## Task directions:
Search the records for the string "snapshots" and return each line that has it.

## Data in this exercise:
_ _ _

//! In-memory collaborators for tests and the tab simulator.
//!
//! [`SharedMemoryOrigin`] reproduces browser storage-event semantics: a write
//! notifies every *other* tab view of the origin, and only when the value
//! actually changes.

use std::cell::{Cell, RefCell};
use std::collections::{BTreeMap, HashMap, VecDeque};
use std::rc::{Rc, Weak};

use async_trait::async_trait;

use crate::identity::{
    Credentials, Document, DocumentStore, Identity, IdentityListener, IdentityProvider,
    ProviderError, SetOptions, StoreError,
};
use crate::storage::{
    KeyValueStorage, SharedStorage, StorageChange, StorageError, StorageListener, Subscription,
};

/// Tab-scoped storage, the sessionStorage stand-in.
#[derive(Debug)]
pub struct MemoryStorage {
    items: RefCell<BTreeMap<String, String>>,
    available: Cell<bool>,
}

impl MemoryStorage {
    pub fn new() -> Self {
        Self {
            items: RefCell::new(BTreeMap::new()),
            available: Cell::new(true),
        }
    }

    pub fn set_available(&self, available: bool) {
        self.available.set(available);
    }

    pub fn len(&self) -> usize {
        self.items.borrow().len()
    }

    pub fn is_empty(&self) -> bool {
        self.items.borrow().is_empty()
    }

    fn ensure_available(&self) -> Result<(), StorageError> {
        if self.available.get() {
            Ok(())
        } else {
            Err(StorageError::unavailable("tab storage disabled"))
        }
    }
}

impl Default for MemoryStorage {
    fn default() -> Self {
        Self::new()
    }
}

impl KeyValueStorage for MemoryStorage {
    fn get_item(&self, key: &str) -> Result<Option<String>, StorageError> {
        self.ensure_available()?;
        Ok(self.items.borrow().get(key).cloned())
    }

    fn set_item(&self, key: &str, value: &str) -> Result<(), StorageError> {
        self.ensure_available()?;
        self.items
            .borrow_mut()
            .insert(key.to_string(), value.to_string());
        Ok(())
    }

    fn remove_item(&self, key: &str) -> Result<(), StorageError> {
        self.ensure_available()?;
        self.items.borrow_mut().remove(key);
        Ok(())
    }
}

struct OriginListener {
    id: u64,
    view: u64,
    listener: StorageListener,
}

#[derive(Default)]
struct OriginState {
    items: BTreeMap<String, String>,
    listeners: Vec<OriginListener>,
    next_view: u64,
    next_listener: u64,
    unavailable: bool,
}

/// One origin's localStorage, shared by every tab opened from it.
#[derive(Clone, Default)]
pub struct SharedMemoryOrigin {
    state: Rc<RefCell<OriginState>>,
}

impl SharedMemoryOrigin {
    pub fn new() -> Self {
        Self::default()
    }

    /// Opens the storage view of a new tab.
    pub fn open_tab(&self) -> SharedMemoryStorage {
        let mut state = self.state.borrow_mut();
        state.next_view += 1;
        SharedMemoryStorage {
            state: Rc::clone(&self.state),
            view: state.next_view,
        }
    }

    pub fn set_available(&self, available: bool) {
        self.state.borrow_mut().unavailable = !available;
    }

    pub fn listener_count(&self) -> usize {
        self.state.borrow().listeners.len()
    }
}

pub struct SharedMemoryStorage {
    state: Rc<RefCell<OriginState>>,
    view: u64,
}

impl SharedMemoryStorage {
    fn ensure_available(&self) -> Result<(), StorageError> {
        if self.state.borrow().unavailable {
            Err(StorageError::unavailable("shared storage disabled"))
        } else {
            Ok(())
        }
    }

    fn notify_others(&self, change: StorageChange) {
        // Listeners run after the borrow is released so they may touch storage.
        let listeners = self
            .state
            .borrow()
            .listeners
            .iter()
            .filter(|entry| entry.view != self.view)
            .map(|entry| Rc::clone(&entry.listener))
            .collect::<Vec<_>>();
        for listener in listeners {
            listener(&change);
        }
    }
}
impl Node {
    /// Write a fresh database from `genesis`
    pub fn init(config: &NodeConfig, genesis: &NodeGenesis) -> anyhow::Result<()> {
        tracing::info!("Initializing node at {}", config.home);
        std::fs::create_dir_all(&config.home)?;

        let bank = genesis.build_bank()?;
        genesis.validate(&bank)?;

        let mut db = open_database(config)?;
        anyhow::ensure!(
            db.load_meta_value::<DateTime<Utc>>(GENESIS_TIME_KEY)?.is_none(),
            "{} is already initialized",
            config.home
        );

        let (params, distr_info) = import_genesis(&mut db, genesis.gamm.clone())?;
        genesis.fee_tokens.validate(&db)?;
        db.store_params(&params)?;
        db.store_distr_info(&distr_info)?;
        db.store_fee_tokens(&genesis.fee_tokens)?;
        db.store_bank(&bank)?;
        db.update_latest_block_number(0)?;
        db.store_meta_value(GENESIS_TIME_KEY, &genesis.genesis_time)?;

        genesis.to_file(config.genesis_path())?;
        tracing::info!(
            "Imported {} pools and {} accounts",
            genesis.gamm.pools.len(),
            genesis.accounts.len()
        );
        Ok(())
    }

    /// Open an initialized home directory
    pub fn open(config: NodeConfig) -> anyhow::Result<Self> {
        tracing::info!("Initializing node components");

        let db = open_database(&config)?;
        let genesis_time: DateTime<Utc> = db
            .load_meta_value(GENESIS_TIME_KEY)?
            .ok_or_else(|| anyhow::anyhow!("{} is not initialized, run `gammd init` first", config.home))?;

        let bank = db.load_bank()?.unwrap_or_default();
        let mut params = db.load_params()?.unwrap_or_default();
        if let Some(fee) = &config.gamm.pool_creation_fee {
            params.pool_creation_fee = vec![fee.parse::<Coin>()?];
        }
        params.validate()?;

        let distr_info = db.load_distr_info()?;
        let fee_tokens = db.load_fee_tokens()?;
        let height = db.get_latest_block_number()?.unwrap_or(0);

        let mut epochs: EpochSchedule = db.load_meta_value(EPOCHS_KEY)?.unwrap_or_default();
        for epoch in &config.epochs {
            if !epochs.epochs().iter().any(|e| e.identifier == epoch.identifier) {
                epochs.add_epoch(EpochInfo::new(epoch.identifier.clone(), genesis_time, epoch.duration_secs)?)?;
            }
        }

        let snapshots = Arc::new(Mutex::new(Vec::new()));
        let mut hooks: HookRegistry<dyn PoolStore> = HookRegistry::new();
        for epoch in epochs.epochs() {
            hooks.register(
                HookTrigger::EpochEnd(epoch.identifier.clone()),
                Box::new(PoolSnapshotHook::new(snapshots.clone())),
            );
        }

        let upgrades = build_upgrade_schedule(&config.upgrades)?;

        tracing::info!(
            "Node opened at height {} with {} epochs and {} scheduled upgrades",
            height,
            epochs.epochs().len(),
            upgrades.upgrades().len()
        );

        Ok(Self {
            config,
            service: GammService::new(db, bank, params),
            distr_info,
            fee_tokens,
            height,
            genesis_time,
            epochs,
            hooks,
            upgrades,
            snapshots,
        })
    }

    pub fn config(&self) -> &NodeConfig {
        &self.config
    }

    pub fn height(&self) -> BlockNumber {
        self.height
    }

    pub fn service(&self) -> &Service {
        &self.service
    }

    pub fn querier(&self) -> PoolQuerier<'_, Database> {
        self.service.querier()
    }

    pub fn bank(&self) -> &MemoryBank {
        self.service.bank()
    }

    pub fn distr_info(&self) -> &DistrInfo {
        &self.distr_info
    }

    pub fn fee_tokens(&self) -> &FeeTokens {
        &self.fee_tokens
    }

    pub fn snapshots(&self) -> Vec<PoolSnapshot> {
        self.snapshots.lock().unwrap_or_else(PoisonError::into_inner).clone()
    }

    /// Hand the store and incentive records to the query server
    pub fn into_query_state(self) -> (Database, DistrInfo) {
        let (db, _, _) = self.service.into_parts();
        (db, self.distr_info)
    }

    // ==================== BLOCK LIFECYCLE ====================

    /// Advance one block: run the upgrade scheduled for the new height, then epoch hooks
    pub fn begin_block(&mut self, block_time: DateTime<Utc>) -> anyhow::Result<BlockNumber> {
        let height = self.height + 1;

        self.upgrades.apply(height, self.service.store_mut())?;

        let events = self.epochs.advance(block_time);
        if !events.is_empty() {
            let invoked = self.hooks.dispatch(self.service.store(), &events);
            tracing::debug!("Block {} crossed {} epoch boundaries, {} hooks ran", height, events.len(), invoked);
        }

        let db = self.service.store();
        db.update_latest_block_number(height)?;
        db.store_meta_value(EPOCHS_KEY, &self.epochs)?;
        self.height = height;
        Ok(height)
    }

    /// Run one transaction in a new block and persist the ledger if it succeeded
    fn deliver<T>(&mut self, tx: impl FnOnce(&mut Service) -> GammResult<T>) -> anyhow::Result<T> {
        self.begin_block(Utc::now())?;
        let value = tx(&mut self.service)?;
        self.service.store().store_bank(self.service.bank())?;
        Ok(value)
    }

    // ==================== TRANSACTIONS ====================

    pub fn create_pool(
        &mut self,
        sender: &str,
        assets: Vec<(Coin, Dec)>,
        swap_fee: Dec,
        exit_fee: Dec,
    ) -> anyhow::Result<PoolId> {
        self.deliver(|service| service.create_pool(sender, assets, swap_fee, exit_fee))
    }

    pub fn join_pool(
        &mut self,
        sender: &str,
        pool_id: PoolId,
        max_tokens_in: &[Coin],
        min_shares_out: &Amount,
    ) -> anyhow::Result<JoinOutcome> {
        self.deliver(|service| service.join_pool(sender, pool_id, max_tokens_in, min_shares_out))
    }

    pub fn join_swap_extern_amount_in(
        &mut self,
        sender: &str,
        pool_id: PoolId,
        token_in: &Coin,
        min_shares_out: &Amount,
    ) -> anyhow::Result<JoinOutcome> {
        self.deliver(|service| service.join_swap_extern_amount_in(sender, pool_id, token_in, min_shares_out))
    }

    pub fn exit_pool(
        &mut self,
        sender: &str,
        pool_id: PoolId,
        shares_in: &Amount,
        min_tokens_out: &[Coin],
    ) -> anyhow::Result<ExitOutcome> {
        self.deliver(|service| service.exit_pool(sender, pool_id, shares_in, min_tokens_out))
    }

    pub fn exit_swap_share_amount_in(
        &mut self,
        sender: &str,
        pool_id: PoolId,
        denom_out: &str,
        shares_in: &Amount,
        min_amount_out: &Amount,
    ) -> anyhow::Result<ExitOutcome> {
        self.deliver(|service| {
            service.exit_swap_share_amount_in(sender, pool_id, denom_out, shares_in, min_amount_out)
        })
    }

    pub fn swap_exact_amount_in(
        &mut self,
        sender: &str,
        routes: &[SwapAmountInRoute],
        token_in: &Coin,
        min_amount_out: &Amount,
    ) -> anyhow::Result<Amount> {
        self.deliver(|service| service.swap_exact_amount_in(sender, routes, token_in, min_amount_out))
    }

    pub fn swap_exact_amount_out(
        &mut self,
        sender: &str,
        routes: &[SwapAmountOutRoute],
        max_amount_in: &Amount,
        token_out: &Coin,
    ) -> anyhow::Result<Amount> {
        self.deliver(|service| service.swap_exact_amount_out(sender, routes, max_amount_in, token_out))
    }

    /// Apply a governance proposal to the incentive records
    pub fn update_pool_incentives(&mut self, proposal: &UpdatePoolIncentivesProposal) -> anyhow::Result<()> {
        self.begin_block(Utc::now())?;
        proposal.validate_basic()?;

        let mut distr_info = self.distr_info.clone();
        distr_info.apply_proposal(self.service.store(), proposal)?;
        self.service.store().store_distr_info(&distr_info)?;
        self.distr_info = distr_info;

        tracing::info!(
            "Applied proposal '{}': {} incentive records, total weight {}",
            proposal.title,
            self.distr_info.records.len(),
            self.distr_info.total_weight
        );
        Ok(())
    }

    /// Apply a governance proposal to the fee token list
    pub fn update_fee_token(&mut self, proposal: &UpdateFeeTokenProposal) -> anyhow::Result<()> {
        self.begin_block(Utc::now())?;

        let mut fee_tokens = self.fee_tokens.clone();
        fee_tokens.apply_proposal(self.service.store(), proposal)?;
        self.service.store().store_fee_tokens(&fee_tokens)?;
        self.fee_tokens = fee_tokens;

        tracing::info!(
            "Applied proposal '{}': {} fee tokens",
            proposal.title,
            self.fee_tokens.tokens.len()
        );
        Ok(())
    }

    // ==================== EXPORT ====================

    pub fn export(&self) -> anyhow::Result<NodeGenesis> {
        let gamm = export_genesis(self.service.store(), self.service.params(), &self.distr_info)?;
        Ok(NodeGenesis {
            genesis_time: self.genesis_time,
            accounts: NodeGenesis::accounts_from_bank(self.service.bank()),
            gamm,
            fee_tokens: self.fee_tokens.clone(),
        })
    }
}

_ _ _

## Completed exercise:
        let snapshots = Arc::new(Mutex::new(Vec::new()));
                Box::new(PoolSnapshotHook::new(snapshots.clone())),
            snapshots,
    pub fn snapshots(&self) -> Vec<PoolSnapshot> {
        self.snapshots.lock().unwrap_or_else(PoisonError::into_inner).clone()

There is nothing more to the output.